For who's to say that Susan didn't feel that same emptiness, that same nagging sense of loss, that Clara felt? I mean, twins do share a lot of the same feelings even if one is a great writer and the other one's just a nurse. That's what all these studies prove, isn't it? What right, I keep thinking, did Clara have to take her secret to the grave, to just sit there thinking up reasons why that poor sister should never know the truth, ever? What gave her that right?

Oh, some people I tell the story to say Clara must have looked so wasted she just wouldn't face her sister, that she'd had her pride, after all, and it certainly was too bad for both of them that they didn't have a chance to meet earlier. They say the timing was bad. Well, I say what about a letter that could have been delivered after she was dead and gone, what about that? You don't have to look your best to send a letter, do you, or leave a little something in your will to a person who just happens to be your sister -- your twin!

I think it was all those years as a writer, Clara making up characters just the way she wanted them to be, getting them to do this or that, just as she pleased.
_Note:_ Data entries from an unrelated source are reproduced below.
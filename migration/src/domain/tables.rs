use std::collections::HashSet;

/// Inspects the tables that already exist in the target schema.
pub trait Tables: Send + Sync + Clone + 'static {
    /// load table names from database
    fn load(&self) -> impl Future<Output = Result<HashSet<String>, anyhow::Error>> + Send;
}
But she never, not for years and years, not since she left the reverend's, had power over a real person, until Susan.

I know, I know, I shouldn't get so upset. It's only a story, and some of it might not even be true. But if you'd known Clara even a little the way I knew her, you'd know there always was a mean streak under all that good humour and big spirit. But the people who praise her to the skies, they won't hear a word spoken against her. Not a single word.
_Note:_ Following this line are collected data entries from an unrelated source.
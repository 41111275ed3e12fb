use std::{fmt, str::FromStr};

use chrono::{DateTime, Utc};
use serde::{Deserialize, Serialize};
use uuid::Uuid;

use crate::domain::{
    actor::{Actor, Role},
    repository::TopicRepository,
    topic::{TopicId, error::WorkflowError},
};

/// Tier stamped on reviewer decisions; topics only know one tier today
pub const SINGLE_TIER_LEVEL: i32 = 1;

#[derive(Debug, Clone, Copy, PartialEq, Eq, Hash, Serialize, Deserialize)]
#[serde(rename_all = "snake_case")]
pub enum ApprovalAction {
    Submit,
    Approve,
    Reject,
    RequestRevision,
    Comment,
}

impl ApprovalAction {
    pub const ALL: [ApprovalAction; 5] = [
        ApprovalAction::Submit,
        ApprovalAction::Approve,
        ApprovalAction::Reject,
        ApprovalAction::RequestRevision,
        ApprovalAction::Comment,
    ];

    pub fn as_str(&self) -> &'static str {
        match self {
            ApprovalAction::Submit => "submit",
            ApprovalAction::Approve => "approve",
            ApprovalAction::Reject => "reject",
            ApprovalAction::RequestRevision => "request_revision",
            ApprovalAction::Comment => "comment",
        }
    }

    fn is_review_decision(&self) -> bool {
        matches!(
            self,
            ApprovalAction::Approve | ApprovalAction::Reject | ApprovalAction::RequestRevision
        )
    }
}

impl fmt::Display for ApprovalAction {
    fn fmt(&self, f: &mut fmt::Formatter<'_>) -> fmt::Result {
        f.write_str(self.as_str())
    }
}

impl FromStr for ApprovalAction {
    type Err = anyhow::Error;

    fn from_str(value: &str) -> Result<Self, Self::Err> {
        ApprovalAction::ALL
            .into_iter()
            .find(|action| action.as_str() == value)
            .ok_or_else(|| anyhow::anyhow!("unknown approval action '{}'", value))
    }
}

/// One immutable ledger entry.
///
/// The actor is captured by value so history stays accurate after the
/// person is renamed or changes role.
#[derive(Debug, Clone, PartialEq)]
pub struct ApprovalEvent {
    pub id: Uuid,
    pub topic_id: TopicId,
    pub user_id: String,
    pub user_name: String,
    pub user_role: Role,
    pub action: ApprovalAction,
    pub level: Option<i32>,
    pub comment: Option<String>,
    pub created_at: DateTime<Utc>,
}

impl ApprovalEvent {
    pub fn record(
        topic_id: TopicId,
        actor: &Actor,
        action: ApprovalAction,
        comment: Option<String>,
        at: DateTime<Utc>,
    ) -> Self {
        let level = action.is_review_decision().then_some(SINGLE_TIER_LEVEL);
        Self {
            id: Uuid::new_v4(),
            topic_id,
            user_id: actor.id.clone(),
            user_name: actor.name.clone(),
            user_role: actor.role,
            action,
            level,
            comment,
            created_at: at,
        }
    }
}

/// Sorts ascending by `created_at`. Entries sharing a timestamp keep the
/// order the store returned them in, which is insertion order.
pub fn in_creation_order(mut events: Vec<ApprovalEvent>) -> Vec<ApprovalEvent> {
    events.sort_by_key(|event| event.created_at);
    events
}

/// Timestamp for the next ledger entry of a topic. Never earlier than the
/// topic's `updated_at` or the newest entry already recorded.
pub fn stamp_after(
    history: &[ApprovalEvent],
    floor: DateTime<Utc>,
    now: DateTime<Utc>,
) -> DateTime<Utc> {
    history
        .iter()
        .map(|event| event.created_at)
        .fold(floor.max(now), DateTime::max)
}

/// Append-only view of the approval events kept by the record store
pub struct AuditLedger<'a, R: TopicRepository> {
    repository: &'a R,
}

impl<'a, R: TopicRepository> AuditLedger<'a, R> {
    pub fn new(repository: &'a R) -> Self {
        Self { repository }
    }

    /// Appends an event that is not tied to a status change
    pub async fn append(
        &self,
        topic_id: TopicId,
        actor: &Actor,
        action: ApprovalAction,
        comment: Option<String>,
        at: DateTime<Utc>,
    ) -> Result<ApprovalEvent, WorkflowError> {
        let event = ApprovalEvent::record(topic_id, actor, action, comment, at);
        self.repository
            .append_event(event)
            .await
            .map_err(|err| WorkflowError::storage("failed to append approval event", err))
    }

    /// Full history of a topic, oldest first. Reading has no side effects.
    pub async fn list_for(&self, topic_id: TopicId) -> Result<Vec<ApprovalEvent>, WorkflowError> {
        let events = self
            .repository
            .events_for(topic_id)
            .await
            .map_err(|err| WorkflowError::storage("failed to load approval history", err))?;
        Ok(in_creation_order(events))
    }
}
I've thought about taking things into my own hands and going to visit Susan myself. I'd be willing to do a bit of lying, to tell her that Clara asked me to visit her, that she really wanted to herself but time just ran out. I'd hope she wouldn't remember that lady in the restaurant -- maybe she never even saw her -- because I wouldn't mention that part at all. Never.
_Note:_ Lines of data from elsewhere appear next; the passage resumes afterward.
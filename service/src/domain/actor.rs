use std::{fmt, str::FromStr};

use serde::{Deserialize, Serialize};

/// Role of whoever performs a workflow action.
#[derive(Debug, Clone, Copy, PartialEq, Eq, Hash, Serialize, Deserialize)]
#[serde(rename_all = "snake_case")]
pub enum Role {
    Admin,
    Leadership,
    Staff,
}

impl Role {
    pub fn as_str(&self) -> &'static str {
        match self {
            Role::Admin => "admin",
            Role::Leadership => "leadership",
            Role::Staff => "staff",
        }
    }

    /// Roles allowed to approve, reject or send a topic back for revision
    pub fn is_reviewer(&self) -> bool {
        matches!(self, Role::Admin | Role::Leadership)
    }
}

impl fmt::Display for Role {
    fn fmt(&self, f: &mut fmt::Formatter<'_>) -> fmt::Result {
        f.write_str(self.as_str())
    }
}

#[derive(Debug, Clone, PartialEq, Eq, thiserror::Error)]
#[error("unknown role '{0}'")]
pub struct UnknownRole(pub String);

impl FromStr for Role {
    type Err = UnknownRole;

    fn from_str(value: &str) -> Result<Self, Self::Err> {
        match value.trim().to_ascii_lowercase().as_str() {
            "admin" => Ok(Role::Admin),
            "leadership" => Ok(Role::Leadership),
            "staff" => Ok(Role::Staff),
            _ => Err(UnknownRole(value.to_string())),
        }
    }
}

/// Identity performing an action.
///
/// Supplied by the surrounding system; this crate never authenticates it.
#[derive(Debug, Clone, PartialEq, Eq)]
pub struct Actor {
    pub id: String,
    pub name: String,
    pub role: Role,
}

impl Actor {
    pub fn new(id: impl Into<String>, name: impl Into<String>, role: Role) -> Self {
        Self {
            id: id.into(),
            name: name.into(),
            role,
        }
    }
}

#[cfg(test)]
mod tests {
    use super::*;

    #[test]
    fn parses_roles_case_insensitively() {
        assert_eq!("Admin".parse::<Role>(), Ok(Role::Admin));
        assert_eq!(" leadership ".parse::<Role>(), Ok(Role::Leadership));
        assert_eq!("staff".parse::<Role>(), Ok(Role::Staff));
        assert!("editor-in-chief".parse::<Role>().is_err());
    }

    #[test]
    fn unknown_role_names_the_input() {
        let err = "Editor".parse::<Role>().unwrap_err();
        assert_eq!(err, UnknownRole("Editor".to_string()));
        assert_eq!(err.to_string(), "unknown role 'Editor'");
    }

    #[test]
    fn only_admin_and_leadership_review() {
        assert!(Role::Admin.is_reviewer());
        assert!(Role::Leadership.is_reviewer());
        assert!(!Role::Staff.is_reviewer());
    }
}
How would I go about it? Well, it wouldn't be hard finding out where she lived, Charles and Susan Farrington, somewhere in Guelph. Probably on a street named Maple or Princess. I could drive there on the weekend. I'd call first to make sure Susan was home, and then hang up. I'd take along Clara's books and some of the stories people wrote about her. I'd carry them in a big bag and walk right up the front steps and ring the bell. Susan would answer and there she'd be, wiping her hands on her apron. "Yes?" she'd say, sort of carefully, and I'd say, "You don't know me but..." and I'd tell her this story, fixing it up a bit here and there so Susan wouldn't feel so badly about her twin, just sorry that she didn't have a chance to meet her in person. But she'd have the books, and even if she'd read them before she'd be reading them in a different way now that she knew who wrote them. Yes, I think I will do that. And then there will be a proper ending to this story, and I won't have to worry over it any more. I'll just say, "You don't know me but..." and a whole new story will begin.